The reason we are using UDP is time. The fastest way and therefor saving lots of energy is to send UDP packets. MQTT and MAtter compared to that is quite heavy in resource consumption.
I created a Home Assistant Addon: https://hackaday.io/page/22298-home-assistant-addon-to-integrate-the-thread-sensor-tag
But we also provide a script which takes the UDP packets and translates them into MQTT messages if that helps?
Somewhere in here: https://github.com/HomeSmartMesh/raspi/tree/master/py/thread_tags
The only waay for this device to directly send MQTT would be MQTT-SN if I remember correctly, thats a version of MQTT where the device is allowed to sleep. Becauise our device is sleeping most of the time. But that is not implemented.
You can use the scripts from that repo and make your own version to translate the UDP messages into MQTT but the script needs to run on the same device where the Thread Network is running on.
I understand the reasoning behind the choice of UDP, I just wanted to test a setup with direct MQTT / MQTT-SN communication within the thread network.
I got stuck on how to update the firmware on the chip. I tried with nRF Connect Bluetooth Low Energy but the software seems to have a bug. The specs of the chip mentions the possibility of doing Over-the-Air(OTA) firmware updates (https://www.minew.com/uploads/MS88SF2_V1.0-nRF52833-Datasheet.pdf) but there is no explanation about how to do this.
Do you have any suggestions on how to proceed in order to add some changes to the original firmware?
I am a bit confused now because in the datasheet it says nrf52833 but it actually should be a nrf52840. Thats strange.
Anyway: to progrm or change the firmware you will need an Segger J-Link Programmer Board. I am using this one: https://www.segger.com/products/debug-probes/j-link/models/j-link-edu-mini/
But with that you need to find a way of getting to the Pins you need. All Pins you need are broken out on the Thread Sensor Tag.
There are other Segger Boards as well but I have not used them (maybe @wassfila did) and they are also more expensive.

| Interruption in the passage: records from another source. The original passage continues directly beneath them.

//! Ordered store of tunable variables.

use std::collections::{HashMap, HashSet};

use serde::Serialize;
use shared::domain::{ValueRange, VariableDef, VariableKind};

use crate::{error::RegistryError, normalize};

#[derive(Debug, Clone, PartialEq, Serialize)]
pub struct Variable {
    name: String,
    kind: VariableKind,
    value: f64,
    step: f64,
    #[serde(skip_serializing_if = "Option::is_none")]
    range: Option<ValueRange>,
    is_angle: bool,
}

impl Variable {
    pub fn name(&self) -> &str {
        &self.name
    }

    pub fn kind(&self) -> VariableKind {
        self.kind
    }

    pub fn value(&self) -> f64 {
        self.value
    }

    pub fn step(&self) -> f64 {
        self.step
    }

    pub fn range(&self) -> Option<&ValueRange> {
        self.range.as_ref()
    }

    /// True when the remote process reports this variable in radians.
    pub fn is_angle(&self) -> bool {
        self.is_angle
    }
}

/// Result of a write through [`VariableRegistry::set`].
#[derive(Debug, Clone, PartialEq)]
pub struct ValueChange {
    pub name: String,
    pub previous: f64,
    pub current: f64,
}

impl ValueChange {
    pub fn changed(&self) -> bool {
        self.previous != self.current
    }
}

#[derive(Debug, Clone, PartialEq)]
pub struct VariableRegistry {
    variables: Vec<Variable>,
    index: HashMap<String, usize>,
}

impl VariableRegistry {
    /// Builds the registry from static definitions, in definition order.
    /// Initial values go through the same normalization as any later write.
    pub fn from_defs<'a>(
        defs: &[VariableDef],
        angle_names: impl IntoIterator<Item = &'a str>,
    ) -> Result<Self, RegistryError> {
        let angle_names: HashSet<&str> = angle_names.into_iter().collect();
        let mut variables = Vec::with_capacity(defs.len());
        let mut index = HashMap::with_capacity(defs.len());

        for def in defs {
            validate_def(def)?;
            if index.insert(def.name.clone(), variables.len()).is_some() {
                return Err(RegistryError::DuplicateVariable(def.name.clone()));
            }
            let range = def.range();
            let value = normalize::clamp(
                normalize::to_stored(def.kind, def.value, None),
                range.as_ref(),
            );
            variables.push(Variable {
                name: def.name.clone(),
                kind: def.kind,
                value,
                step: def.effective_step(),
                range,
                is_angle: angle_names.contains(def.name.as_str()),
            });
        }

        Ok(Self { variables, index })
    }

    pub fn get(&self, name: &str) -> Option<&Variable> {
        self.index.get(name).map(|&slot| &self.variables[slot])
    }

    /// Every variable, in definition order.
    pub fn all(&self) -> &[Variable] {
        &self.variables
    }

    pub fn len(&self) -> usize {
        self.variables.len()
    }

    pub fn is_empty(&self) -> bool {
        self.variables.is_empty()
    }

    /// Normalizes `raw` for the variable's kind, clamps it into range and stores it.
    pub fn set(&mut self, name: &str, raw: f64) -> Result<ValueChange, RegistryError> {
        let slot = *self
            .index
            .get(name)
            .ok_or_else(|| RegistryError::UnknownVariable(name.to_string()))?;
        let raw = if raw.is_finite() { raw } else { 0.0 };
        let variable = &mut self.variables[slot];
        let previous = variable.value;
        variable.value = normalize::clamp(
            normalize::to_stored(variable.kind, raw, None),
            variable.range.as_ref(),
        );
        Ok(ValueChange {
            name: variable.name.clone(),
            previous,
            current: variable.value,
        })
    }
}

fn validate_def(def: &VariableDef) -> Result<(), RegistryError> {
    let non_finite = |field: &'static str, value: f64| RegistryError::NonFinite {
        name: def.name.clone(),
        field,
        value,
    };
    if !def.value.is_finite() {
        return Err(non_finite("value", def.value));
    }

    let step = def.effective_step();
    if !step.is_finite() || step.abs() < normalize::MIN_STEP {
        return Err(RegistryError::InvalidStep {
            name: def.name.clone(),
            step,
        });
    }

    for (field, bound) in [("min", def.min), ("max", def.max)] {
        let Some(bound) = bound else { continue };
        if !bound.is_finite() {
            return Err(non_finite(field, bound));
        }
        if def.kind == VariableKind::Integer && bound.fract() != 0.0 {
            return Err(RegistryError::FractionalBound {
                name: def.name.clone(),
                bound,
            });
        }
    }

    if let (Some(min), Some(max)) = (def.min, def.max) {
        if min > max {
            return Err(RegistryError::InvertedRange {
                name: def.name.clone(),
                min,
                max,
            });
        }
    }
    Ok(())
}

#[cfg(test)]
#[path = "tests/registry_tests.rs"]
mod tests;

Updating the firmware via OTA will not work with the current firmware because the current firmware is a Zephyr RTOS. As far as I know it does not support it as it is.
So my suggestion would be to get such a J-Link Debugger and then you can do what ever you want with the board. You can also checkout the samples folder as a beginning. I remember that we actually tried out MQTT-SN @wassfila do you know if we still have some sample code laying around somewhere for that?
yes, here, I tested some samples with MQTT-SN https://github.com/HomeSmartMesh/nrf52_thread_sensortag/tree/main/firmware
If I remember right, the reason why I abandoned MQTT-SN is that it's any way not MQTT native, cannot connect naively to an MQTT broker, and need a proxy in the middle, that is complex to install and has many constraints, so it's not anyhow better than our UDP->MQTT proxy.
A native MQTT client would actually be nice as you no longer need a proxy, but for our low power use case it did not made sense, because even if it works, it will be a waste of power with all messages, that's the reason why some came with MQTT-SN and we with UDP.
Technically speaking there's no reasons why MQTT should not work, here a sample that could be tested https://github.com/zephyrproject-rtos/zephyr/tree/main/samples/net/mqtt_publisher.
@FedeTommi before "changing the firmware", it might be necessary first to follow some Zephyr tutorials until you feel comfortable with it, it incurs quite a learning curve, but it is worth it.
Thank you @Informaticore and @wassfila for the links and the suggestions!